Hereditary hemochromatosis screening: effect of mutation penetrance and prevalence on cost-effectiveness of testing algorithms

Abstract

Screening for hereditary hemochromatosis, although largely discussed, is not yet implemented in clinical practice. We evaluated the cost-effectiveness of 165 hemochromatosis population-screening algorithms involving two or three of several screening tests by developing a computer program that simulates all possible screening scenarios. Input data comprised government estimates of health services data and costs and a virtual population with user-defined demographic characteristics (including variable HFE mutation frequencies and penetrance values). We show that when C282Y homozygote prevalence is set at 3:1000, population screening appears cost-effective when penetrance of the biochemical phenotype is >0.70. When only hepatocellular carcinoma and cirrhosis are considered as the cost-driving complications, population-based screening is not significantly more cost-efficient than no screening, but life expectancy of individuals identified with hereditary hemochromatosis and treated is still improved by 7 years.

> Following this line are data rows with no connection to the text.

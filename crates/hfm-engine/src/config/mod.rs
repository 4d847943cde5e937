//! Configuration management with hierarchical layering.
//!
//! ```text
//! Priority (highest to lowest):
//!
//! ┌─────────────────────────────────────────┐
//! │  1. Environment Variables (HFM_*)       │  Runtime override
//! ├─────────────────────────────────────────┤
//! │  2. Project Config (.hfm/config.toml)   │  Project-specific
//! ├─────────────────────────────────────────┤
//! │  3. Global Config (~/.hfm/config.toml)  │  User defaults
//! ├─────────────────────────────────────────┤
//! │  4. Default Values (compile-time)       │  Fallback
//! └─────────────────────────────────────────┘
//! ```
//!
//! # Example Configuration
//!
//! ```toml
//! debug = false
//!
//! [engine]
//! max_depth = 16
//! max_steps = 0          # unlimited
//! trace_commands = true
//!
//! [policies.pizza]
//! kind = "retry"
//! attempts = 3
//! ```

mod error;
mod loader;
mod types;

pub use error::ConfigError;
pub use loader::ConfigLoader;
pub use types::{EngineSettings, HfmConfig};

/// Project-local config directory name.
pub const PROJECT_CONFIG_DIR: &str = ".hfm";

/// Config file name inside global and project directories.
pub const PROJECT_CONFIG_FILE: &str = "config.toml";

/// Default global config directory (`~/.hfm`).
pub fn default_config_dir() -> std::path::PathBuf {
    dirs::home_dir()
        .unwrap_or_else(|| std::path::PathBuf::from("."))
        .join(PROJECT_CONFIG_DIR)
}

/// Default global config file path.
pub fn default_config_path() -> std::path::PathBuf {
    default_config_dir().join(PROJECT_CONFIG_FILE)
}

Among the 165 screening algorithms tested in 91 different virtual populations of one million individuals, biochemical tests usually perform better as the initial test than genetic testing. Indeed, the genetic testing is most cost-effective as the final confirmatory test. Finally, for most combinations of prevalence and penetrance of HFE, one screening algorithm--unbound iron-binding capacity + transferrin saturation--appeared robust enough to be always within the top 5 most cost-effective strategies.